* [ABOUT THIS TASK] Below are the entries; give again exactly the lines from the one mentioning "the system map" through the one mentioning "pub trait PackageArchive", inclusive.

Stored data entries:

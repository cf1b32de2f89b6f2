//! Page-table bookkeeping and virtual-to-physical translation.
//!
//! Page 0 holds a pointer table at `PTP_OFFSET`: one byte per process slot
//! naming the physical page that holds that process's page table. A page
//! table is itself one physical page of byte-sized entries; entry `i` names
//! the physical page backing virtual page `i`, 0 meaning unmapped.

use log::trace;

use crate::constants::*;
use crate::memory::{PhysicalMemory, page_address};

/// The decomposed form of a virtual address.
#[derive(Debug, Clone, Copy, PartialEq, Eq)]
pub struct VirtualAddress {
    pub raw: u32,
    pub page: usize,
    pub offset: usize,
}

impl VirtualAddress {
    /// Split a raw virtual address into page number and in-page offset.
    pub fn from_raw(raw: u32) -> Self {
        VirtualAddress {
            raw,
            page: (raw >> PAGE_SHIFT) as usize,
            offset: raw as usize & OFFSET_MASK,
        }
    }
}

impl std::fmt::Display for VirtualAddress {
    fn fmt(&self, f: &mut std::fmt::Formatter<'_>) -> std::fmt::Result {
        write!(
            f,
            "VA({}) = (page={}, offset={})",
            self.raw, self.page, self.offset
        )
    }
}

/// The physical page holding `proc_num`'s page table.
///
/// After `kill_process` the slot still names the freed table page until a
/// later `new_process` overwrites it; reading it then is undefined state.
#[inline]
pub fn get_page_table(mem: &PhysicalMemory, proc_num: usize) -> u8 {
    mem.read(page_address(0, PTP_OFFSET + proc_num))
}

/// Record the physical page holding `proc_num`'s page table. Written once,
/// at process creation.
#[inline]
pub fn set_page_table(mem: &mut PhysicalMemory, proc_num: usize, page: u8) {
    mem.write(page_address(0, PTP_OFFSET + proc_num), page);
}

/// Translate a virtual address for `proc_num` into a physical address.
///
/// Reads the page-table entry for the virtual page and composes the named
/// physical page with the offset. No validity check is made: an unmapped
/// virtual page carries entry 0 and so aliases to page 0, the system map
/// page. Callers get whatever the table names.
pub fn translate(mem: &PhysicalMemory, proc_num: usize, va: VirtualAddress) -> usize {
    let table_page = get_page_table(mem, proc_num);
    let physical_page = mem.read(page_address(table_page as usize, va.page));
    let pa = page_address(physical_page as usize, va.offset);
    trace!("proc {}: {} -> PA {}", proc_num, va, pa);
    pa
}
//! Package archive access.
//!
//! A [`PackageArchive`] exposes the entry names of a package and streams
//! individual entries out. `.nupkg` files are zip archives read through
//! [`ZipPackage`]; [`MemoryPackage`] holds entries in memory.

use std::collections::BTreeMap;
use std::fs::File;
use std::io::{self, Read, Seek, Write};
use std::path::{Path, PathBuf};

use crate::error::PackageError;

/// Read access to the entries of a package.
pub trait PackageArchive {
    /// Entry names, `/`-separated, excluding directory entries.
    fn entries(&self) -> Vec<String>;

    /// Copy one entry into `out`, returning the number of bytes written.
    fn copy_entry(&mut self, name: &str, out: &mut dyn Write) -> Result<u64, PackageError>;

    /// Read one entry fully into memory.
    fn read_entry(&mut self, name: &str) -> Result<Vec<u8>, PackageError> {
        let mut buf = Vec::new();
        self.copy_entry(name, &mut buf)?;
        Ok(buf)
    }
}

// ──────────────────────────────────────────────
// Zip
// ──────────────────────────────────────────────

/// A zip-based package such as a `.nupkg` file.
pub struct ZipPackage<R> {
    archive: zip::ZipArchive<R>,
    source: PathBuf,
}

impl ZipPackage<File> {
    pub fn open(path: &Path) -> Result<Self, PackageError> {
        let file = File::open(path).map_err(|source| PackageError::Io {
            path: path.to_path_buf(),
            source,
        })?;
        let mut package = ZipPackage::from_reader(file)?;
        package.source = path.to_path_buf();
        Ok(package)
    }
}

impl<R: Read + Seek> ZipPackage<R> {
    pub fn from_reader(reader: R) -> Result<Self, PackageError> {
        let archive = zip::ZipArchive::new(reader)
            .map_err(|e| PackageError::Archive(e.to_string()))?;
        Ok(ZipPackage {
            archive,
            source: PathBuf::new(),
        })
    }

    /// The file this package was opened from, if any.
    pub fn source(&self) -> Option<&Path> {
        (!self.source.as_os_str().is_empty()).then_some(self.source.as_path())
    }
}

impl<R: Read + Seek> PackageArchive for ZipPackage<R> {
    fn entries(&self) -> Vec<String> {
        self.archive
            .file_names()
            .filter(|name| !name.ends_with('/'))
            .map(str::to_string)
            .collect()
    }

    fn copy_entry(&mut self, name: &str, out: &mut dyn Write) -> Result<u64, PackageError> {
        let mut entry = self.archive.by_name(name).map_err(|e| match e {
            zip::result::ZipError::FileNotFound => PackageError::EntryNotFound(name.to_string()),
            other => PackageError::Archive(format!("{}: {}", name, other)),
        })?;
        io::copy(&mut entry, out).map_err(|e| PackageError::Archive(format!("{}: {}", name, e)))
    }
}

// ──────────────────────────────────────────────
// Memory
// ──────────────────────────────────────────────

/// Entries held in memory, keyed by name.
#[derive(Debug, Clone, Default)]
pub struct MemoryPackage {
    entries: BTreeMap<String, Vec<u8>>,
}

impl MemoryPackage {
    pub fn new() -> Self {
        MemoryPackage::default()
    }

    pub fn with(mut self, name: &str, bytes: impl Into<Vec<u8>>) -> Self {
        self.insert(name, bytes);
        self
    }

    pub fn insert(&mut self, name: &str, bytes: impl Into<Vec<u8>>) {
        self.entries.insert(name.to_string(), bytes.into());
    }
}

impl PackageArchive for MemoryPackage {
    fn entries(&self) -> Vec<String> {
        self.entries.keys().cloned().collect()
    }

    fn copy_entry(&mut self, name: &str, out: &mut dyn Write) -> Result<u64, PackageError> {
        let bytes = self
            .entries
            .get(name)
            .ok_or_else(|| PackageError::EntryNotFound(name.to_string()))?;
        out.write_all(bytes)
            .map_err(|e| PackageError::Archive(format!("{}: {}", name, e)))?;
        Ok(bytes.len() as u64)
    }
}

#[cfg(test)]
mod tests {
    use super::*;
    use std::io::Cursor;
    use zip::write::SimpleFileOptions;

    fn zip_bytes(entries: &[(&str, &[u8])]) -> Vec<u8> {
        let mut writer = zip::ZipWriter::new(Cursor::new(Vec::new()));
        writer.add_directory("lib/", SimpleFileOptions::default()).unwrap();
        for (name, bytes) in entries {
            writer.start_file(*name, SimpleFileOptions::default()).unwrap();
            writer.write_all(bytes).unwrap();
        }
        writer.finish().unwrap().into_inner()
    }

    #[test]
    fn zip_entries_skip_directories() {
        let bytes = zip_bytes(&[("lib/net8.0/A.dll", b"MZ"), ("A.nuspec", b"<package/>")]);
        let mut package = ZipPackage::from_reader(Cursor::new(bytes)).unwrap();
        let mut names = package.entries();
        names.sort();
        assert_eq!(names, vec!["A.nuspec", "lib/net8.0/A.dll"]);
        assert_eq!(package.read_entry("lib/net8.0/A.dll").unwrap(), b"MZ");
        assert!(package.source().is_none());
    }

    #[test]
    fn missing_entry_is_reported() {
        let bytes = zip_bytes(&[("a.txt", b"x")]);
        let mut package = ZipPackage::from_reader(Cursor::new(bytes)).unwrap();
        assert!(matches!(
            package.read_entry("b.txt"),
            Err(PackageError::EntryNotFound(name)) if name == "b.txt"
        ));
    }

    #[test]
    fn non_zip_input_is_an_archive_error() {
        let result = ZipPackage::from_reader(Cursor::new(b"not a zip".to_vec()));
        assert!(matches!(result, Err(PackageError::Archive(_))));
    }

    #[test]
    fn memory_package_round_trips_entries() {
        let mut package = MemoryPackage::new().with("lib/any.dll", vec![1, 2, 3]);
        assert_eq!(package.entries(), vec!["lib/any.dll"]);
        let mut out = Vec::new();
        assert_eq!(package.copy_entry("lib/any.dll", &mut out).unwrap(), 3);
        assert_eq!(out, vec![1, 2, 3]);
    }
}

* [ANSWER SPACE]
/// virtual page carries entry 0 and so aliases to page 0, the system map
/// page. Callers get whatever the table names.
pub fn translate(mem: &PhysicalMemory, proc_num: usize, va: VirtualAddress) -> usize {
    let table_page = get_page_table(mem, proc_num);
    let physical_page = mem.read(page_address(table_page as usize, va.page));
    let pa = page_address(physical_page as usize, va.offset);
    trace!("proc {}: {} -> PA {}", proc_num, va, pa);
    pa
}
//! Package archive access.
//!
//! A [`PackageArchive`] exposes the entry names of a package and streams
//! individual entries out. `.nupkg` files are zip archives read through
//! [`ZipPackage`]; [`MemoryPackage`] holds entries in memory.

use std::collections::BTreeMap;
use std::fs::File;
use std::io::{self, Read, Seek, Write};
use std::path::{Path, PathBuf};

use crate::error::PackageError;

/// Read access to the entries of a package.
pub trait PackageArchive {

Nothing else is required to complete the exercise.